以上の結果、連結損益計算書の営業利益は、前連結会計年度と比べて44億8百万円減少の8億23百万円となりました。
(ⅲ)経常利益の状況
営業利益が前連結会計年度と比べて44億8百万円減少した一方、受取配当金の増加3億69百万円や受取保険金の増加3億18百万円、デリバティブ利益の増加51百万円及びデリバティブ損失の減少4億83百万円等により、経常利益は前連結会計年度に比べて30億78百万円減少の29億25百万円となりました。
(ⅳ)親会社株主に帰属する当期純利益の状況
経常利益が前連結会計年度と比べて30億78百万円減少した一方、投資有価証券の売却により特別利益が7億68百万円増加し、新型コロナウイルス感染症による損失等により特別損失が4億56百万円減少しました。また法人税等も4億21百万円減少したことから、親会社株主に帰属する当期純利益は、前連結会計年度に比べて14億59百万円減少の19億9百万円となりました。
②キャッシュ・フローの状況の分析・検討内容並びに資本の財源及び資金の流動性に係る情報
キャッシュ・フローの状況の分析・検討内容は、「(1)経営成績等の状況の概要 ②キャッシュ・フローの状況」に記載しております。
当社グループは、事業活動に必要な資金を安定的に確保するとともに、経済環境の急激な変化に耐えうる流動性を維持することを基本方針としております。
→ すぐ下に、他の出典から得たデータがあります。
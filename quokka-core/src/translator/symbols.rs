//! 模块与函数符号表

use crate::bytecode::FunctionSymbol;
use crate::compiler::parser::TypeName;
use crate::types::Type;
use std::collections::HashMap;

/// 模块句柄（符号表内下标）
#[derive(Debug, Clone, Copy, PartialEq, Eq, Hash)]
pub struct ModuleId(usize);

/// 已声明的函数
#[derive(Debug, Clone, PartialEq)]
pub struct FunctionInfo {
    pub name: String,
    pub return_type_name: TypeName,
    pub args: Vec<(String, TypeName)>,
    /// 泛型参数名与占位类型（按声明顺序）
    pub generics: Vec<(String, Type)>,
    pub params: Vec<Type>,
    pub return_type: Type,
    pub symbol: FunctionSymbol,
    pub line: usize,
}

impl FunctionInfo {
    pub fn is_generic(&self) -> bool {
        !self.generics.is_empty()
    }

    pub fn generic_map(&self) -> HashMap<String, Type> {
        self.generics.iter().cloned().collect()
    }

    /// 代入泛型实参后的参数与返回类型
    pub fn instantiate(&self, type_args: &[Type]) -> (Vec<Type>, Type) {
        let params = self
            .params
            .iter()
            .map(|p| p.substitute_generics(type_args))
            .collect();
        (params, self.return_type.substitute_generics(type_args))
    }
}

#[derive(Debug, Clone, PartialEq)]
pub struct ModuleInfo {
    pub name: String,
    pub parent: Option<ModuleId>,
    pub functions: Vec<FunctionInfo>,
    pub submodules: Vec<ModuleId>,
    pub imports: Vec<String>,
}

/// 函数查找失败的原因
#[derive(Debug, Clone, Copy, PartialEq, Eq)]
pub enum LookupError {
    NotFound,
    WrongArity { expected: usize, found: usize },
}

/// 模块表（arena，父模块以下标引用）
#[derive(Debug, Clone)]
pub struct ModuleTable {
    modules: Vec<ModuleInfo>,
}

impl ModuleTable {
    pub fn new(root_name: impl Into<String>) -> Self {
        Self {
            modules: vec![ModuleInfo {
                name: root_name.into(),
                parent: None,
                functions: Vec::new(),
                submodules: Vec::new(),
                imports: Vec::new(),
            }],
        }
    }

    pub fn root(&self) -> ModuleId {
        ModuleId(0)
    }

    pub fn add_module(&mut self, name: impl Into<String>, parent: ModuleId) -> ModuleId {
        let id = ModuleId(self.modules.len());
        self.modules.push(ModuleInfo {
            name: name.into(),
            parent: Some(parent),
            functions: Vec::new(),
            submodules: Vec::new(),
            imports: Vec::new(),
        });
        self.modules[parent.0].submodules.push(id);
        id
    }

    pub fn module(&self, id: ModuleId) -> &ModuleInfo {
        &self.modules[id.0]
    }

    /// 祖先模块名以 `.` 连接
    pub fn full_name(&self, id: ModuleId) -> String {
        let mut parts = Vec::new();
        let mut current = Some(id);
        while let Some(module) = current {
            let info = &self.modules[module.0];
            parts.push(info.name.as_str());
            current = info.parent;
        }
        parts.reverse();
        parts.join(".")
    }

    pub fn add_import(&mut self, id: ModuleId, path: impl Into<String>) {
        let path = path.into();
        let imports = &mut self.modules[id.0].imports;
        if !imports.contains(&path) {
            imports.push(path);
        }
    }

    /// 模块及其祖先的导入路径
    pub fn imports(&self, id: ModuleId) -> Vec<String> {
        let mut imports = Vec::new();
        let mut current = Some(id);
        while let Some(module) = current {
            let info = &self.modules[module.0];
            imports.extend(info.imports.iter().cloned());
            current = info.parent;
        }
        imports
    }

    pub fn contains_function(&self, id: ModuleId, name: &str) -> bool {
        self.modules[id.0].functions.iter().any(|f| f.name == name)
    }

    /// 登记函数，重名时返回 `false`
    pub fn add_function(&mut self, id: ModuleId, info: FunctionInfo) -> bool {
        if self.contains_function(id, &info.name) {
            return false;
        }
        self.modules[id.0].functions.push(info);
        true
    }

    /// 按名称查找函数（沿父模块向上），`arity` 给定时检查参数个数
    pub fn find_function(
        &self,
        id: ModuleId,
        name: &str,
        arity: Option<usize>,
    ) -> Result<&FunctionInfo, LookupError> {
        let mut current = Some(id);
        while let Some(module) = current {
            let info = &self.modules[module.0];
            if let Some(function) = info.functions.iter().find(|f| f.name == name) {
                return match arity {
                    Some(found) if found != function.args.len() => Err(LookupError::WrongArity {
                        expected: function.args.len(),
                        found,
                    }),
                    _ => Ok(function),
                };
            }
            current = info.parent;
        }
        Err(LookupError::NotFound)
    }
}
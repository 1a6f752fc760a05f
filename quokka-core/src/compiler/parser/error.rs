use crate::compiler::lexer::Coordinate;

/// 语法错误，包含位置信息
#[derive(Debug, Clone, PartialEq)]
pub struct ParserError {
    /// 错误类型
    pub kind: ParserErrorKind,
    /// 错误发生的位置
    pub location: ErrorLocation,
}

/// 错误位置信息
#[derive(Debug, Clone, PartialEq)]
pub enum ErrorLocation {
    /// 特定位置
    At(Coordinate),
    /// 文件末尾
    Eof,
}

/// 语法错误类型
#[derive(Debug, Clone, PartialEq)]
pub enum ParserErrorKind {
    /// 意外的token
    UnexpectedToken {
        found: String,
        expected: Vec<String>,
    },
    /// 无效的数字格式（超出范围等）
    InvalidNumberFormat(String),
    /// 意外的输入结束
    UnexpectedEndOfInput,
    /// 期望标识符
    ExpectedIdentifier { found: String },
    /// 函数参数重名
    DuplicateArgument(String),
    /// 泛型参数重名
    DuplicateGenericParameter(String),
    /// `a == b != c`
    ChainedEquality,
    /// 赋值目标不是变量、索引或成员
    InvalidAssignmentTarget(String),
    /// 嵌套层数超过限制
    NestingTooDeep(usize),
}

impl ParserError {
    /// 在指定位置创建错误
    pub fn at(kind: ParserErrorKind, line: usize, column: usize) -> Self {
        Self {
            kind,
            location: ErrorLocation::At(Coordinate { line, column }),
        }
    }

    /// 在当前位置创建错误（从token获取位置）
    pub fn here(kind: ParserErrorKind, coordinate: Coordinate) -> Self {
        Self {
            kind,
            location: ErrorLocation::At(coordinate),
        }
    }

    /// 在文件末尾创建错误
    pub fn at_eof(kind: ParserErrorKind) -> Self {
        Self {
            kind,
            location: ErrorLocation::Eof,
        }
    }

    /// 获取行号（如果可用）
    pub fn line(&self) -> Option<usize> {
        match &self.location {
            ErrorLocation::At(coord) => Some(coord.line),
            ErrorLocation::Eof => None,
        }
    }

    /// 获取列号（如果可用）
    pub fn column(&self) -> Option<usize> {
        match &self.location {
            ErrorLocation::At(coord) => Some(coord.column),
            ErrorLocation::Eof => None,
        }
    }
}

impl std::fmt::Display for ParserError {
    fn fmt(&self, f: &mut std::fmt::Formatter<'_>) -> std::fmt::Result {
        let location_prefix = match &self.location {
            ErrorLocation::At(coord) => format!("{}:{}", coord.line, coord.column),
            ErrorLocation::Eof => "EOF".to_string(),
        };

        let message = match &self.kind {
            ParserErrorKind::UnexpectedToken { found, expected } => {
                if expected.is_empty() {
                    format!("Unexpected token '{found}'")
                } else {
                    format!(
                        "Unexpected token '{}', expected: {}",
                        found,
                        expected.join(", ")
                    )
                }
            }
            ParserErrorKind::InvalidNumberFormat(s) => {
                format!("Invalid number format: '{s}'")
            }
            ParserErrorKind::UnexpectedEndOfInput => "Unexpected end of input".to_string(),
            ParserErrorKind::ExpectedIdentifier { found } => {
                format!("Expected identifier, found: '{found}'")
            }
            ParserErrorKind::DuplicateArgument(name) => {
                format!("Duplicate argument name '{name}'")
            }
            ParserErrorKind::DuplicateGenericParameter(name) => {
                format!("Duplicate generic parameter '{name}'")
            }
            ParserErrorKind::ChainedEquality => {
                "Equality operators cannot be chained, add parentheses".to_string()
            }
            ParserErrorKind::InvalidAssignmentTarget(target) => {
                format!("Invalid assignment target '{target}'")
            }
            ParserErrorKind::NestingTooDeep(limit) => {
                format!("Expression nesting too deep (limit {limit})")
            }
        };

        write!(f, "[{location_prefix}] {message}")
    }
}

impl std::error::Error for ParserError {}

/// 解析结果类型
pub type ParseResult<T> = Result<T, ParserError>;

/// 辅助函数：创建意外token错误
pub fn unexpected_token(
    found: impl Into<String>,
    expected: Vec<impl Into<String>>,
) -> ParserErrorKind {
    ParserErrorKind::UnexpectedToken {
        found: found.into(),
        expected: expected.into_iter().map(Into::into).collect(),
    }
}

/// 辅助函数：创建期望标识符错误
pub fn expected_identifier(found: impl Into<String>) -> ParserErrorKind {
    ParserErrorKind::ExpectedIdentifier {
        found: found.into(),
    }
}
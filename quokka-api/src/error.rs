//! API 错误类型
//!
//! 提供统一的错误类型和结构化错误报告。

use quokka_config::Phase;
use serde::Serialize;
use thiserror::Error;

/// 词法错误（结构化）
pub use quokka_core::compiler::lexer::LexerError;

use quokka_core::compiler::parser::ErrorLocation;

/// 语法错误（结构化）
pub use quokka_core::compiler::parser::ParserError;

/// 语义错误（结构化）
pub use quokka_core::translator::TranslateError;

/// 发射器错误
pub use quokka_core::bytecode::EmitError;

/// Quokka 错误类型
#[derive(Error, Debug, Clone, PartialEq)]
pub enum QuokkaError {
    /// 词法分析错误
    #[error("{0}")]
    Lexer(#[from] LexerError),

    /// 语法分析错误
    #[error("{0}")]
    Parser(#[from] ParserError),

    /// 语义错误
    #[error("{0}")]
    Translate(#[from] TranslateError),

    /// 发射器错误（致命）
    #[error("Emitter error: {0}")]
    Emit(#[from] EmitError),
}

/// 一次编译收集到的全部诊断
#[derive(Error, Debug, Clone, PartialEq)]
#[error("compilation failed with {} error(s)", errors.len())]
pub struct CompileFailure {
    pub errors: Vec<QuokkaError>,
}

impl From<Vec<QuokkaError>> for CompileFailure {
    fn from(errors: Vec<QuokkaError>) -> Self {
        Self { errors }
    }
}

/// `Debug` 输出中的变体名，如 `InvalidChar('#')` -> `InvalidChar`
fn variant_name(kind: &impl std::fmt::Debug) -> String {
    let debug = format!("{kind:?}");
    debug
        .split(|c: char| !(c.is_alphanumeric() || c == '_'))
        .next()
        .unwrap_or_default()
        .to_string()
}

impl QuokkaError {
    /// 获取错误行号（如果有）
    pub fn line(&self) -> Option<usize> {
        match self {
            QuokkaError::Lexer(e) => Some(e.line()),
            QuokkaError::Parser(e) => e.line(),
            QuokkaError::Translate(e) => Some(e.line),
            QuokkaError::Emit(_) => None,
        }
    }

    /// 获取错误列号（如果有）
    pub fn column(&self) -> Option<usize> {
        match self {
            QuokkaError::Lexer(e) => Some(e.column()),
            QuokkaError::Parser(e) => e.column(),
            QuokkaError::Translate(_) | QuokkaError::Emit(_) => None,
        }
    }

    /// 获取错误阶段
    pub fn phase(&self) -> Phase {
        match self {
            QuokkaError::Lexer(_) => Phase::Lexer,
            QuokkaError::Parser(_) => Phase::Parser,
            QuokkaError::Translate(_) => Phase::Translator,
            QuokkaError::Emit(_) => Phase::Emitter,
        }
    }

    /// 转换为结构化错误报告
    ///
    /// CLI 可以直接打印，上层应用可以序列化为 JSON。
    pub fn to_report(&self) -> ErrorReport {
        let (error_kind, message, details) = match self {
            QuokkaError::Lexer(e) => (variant_name(&e.kind), e.message.clone(), None),
            QuokkaError::Parser(e) => {
                let location_type = match &e.location {
                    ErrorLocation::At(_) => "at",
                    ErrorLocation::Eof => "eof",
                };
                (
                    variant_name(&e.kind),
                    e.to_string(),
                    Some(ErrorDetails::Location { location_type }),
                )
            }
            QuokkaError::Translate(e) => (variant_name(&e.kind), e.kind.to_string(), None),
            QuokkaError::Emit(e) => (variant_name(e), e.to_string(), None),
        };
        ErrorReport {
            phase: self.phase().as_str(),
            line: self.line(),
            column: self.column(),
            error_kind,
            message,
            details,
        }
    }
}

/// 结构化错误报告
///
/// 上层应用（CLI、Web、LSP）可以根据自己的需求格式化。
#[derive(Debug, Clone, PartialEq, Serialize)]
pub struct ErrorReport {
    /// 错误阶段: lexer, parser, translator, emitter
    pub phase: &'static str,
    /// 错误行号（1-based，如果有）
    pub line: Option<usize>,
    /// 错误列号（1-based，如果有）
    pub column: Option<usize>,
    /// 错误类型（可用于程序化处理）
    pub error_kind: String,
    /// 人类可读的错误消息
    pub message: String,
    /// 额外详情（位置类型等）
    #[serde(skip_serializing_if = "Option::is_none")]
    pub details: Option<ErrorDetails>,
}

/// 错误额外详情
#[derive(Debug, Clone, PartialEq, Serialize)]
#[serde(tag = "type", rename_all = "snake_case")]
pub enum ErrorDetails {
    /// 位置相关信息
    Location { location_type: &'static str },
}

impl std::fmt::Display for ErrorReport {
    /// 默认的 CLI 友好格式
    fn fmt(&self, f: &mut std::fmt::Formatter<'_>) -> std::fmt::Result {
        match (self.line, self.column) {
            (Some(line), Some(col)) => {
                write!(f, "[{}:{}] {} error: {}", line, col, self.phase, self.message)
            }
            (Some(line), None) => {
                write!(f, "[line {}] {} error: {}", line, self.phase, self.message)
            }
            _ => write!(f, "[{}] {} error: {}", self.phase, self.phase, self.message),
        }
    }
}

impl ErrorReport {
    /// 简洁格式（适合终端）
    pub fn to_short(&self) -> String {
        format!("{}: {}", self.phase, self.message)
    }
}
事業活動にかかる運転資金につきましては、営業キャッシュ・フローで獲得した資金を主な財源としておりますが、それに加えて金融機関からの短期借入により流動性を保持しています。また、当社と連結子会社間では、CMS(キャッシュ・マネジメント・システム)により資金融通を行うことで資金効率を高めております。
一方、設備資金等の長期資金につきましては、投資計画に基づき、市場金利動向や既存借入金の償還時期等を総合的に勘案し、金融機関からの長期借入により流動性を維持しております。
なお、新型コロナウイルス感染症の影響につきましては、「第2 事業の状況 1 経営方針、経営環境及び対処すべき課題等 (3)経営環境」にも記載のとおり、グループ全体としては限定的で、資金繰りについても大きな影響は受けないものと見込んでおります。従いまして、投資については引き続き積極的に行っていくとともに、株主還元の観点からも、40%の配当性向を目処として、安定した配当政策を今後も実施していく方針です。
③重要な会計上の見積り及び当該見積りに用いた仮定
当社グループの連結財務諸表は、わが国において一般に公正妥当と認められる会計基準に基づき作成されております。詳細については、「第5 経理の状況 1 連結財務諸表等(1)連結財務諸表 注記事項 (会計上の見積り)に記載しております。
なお、この連結財務諸表の作成にあたっては、決算日現在において過去の実績等を勘案し合理的に判断して見積りを行っておりますが、実際の結果は、見積り特有の不確実性があるため、これらの見積りと異なる場合があります。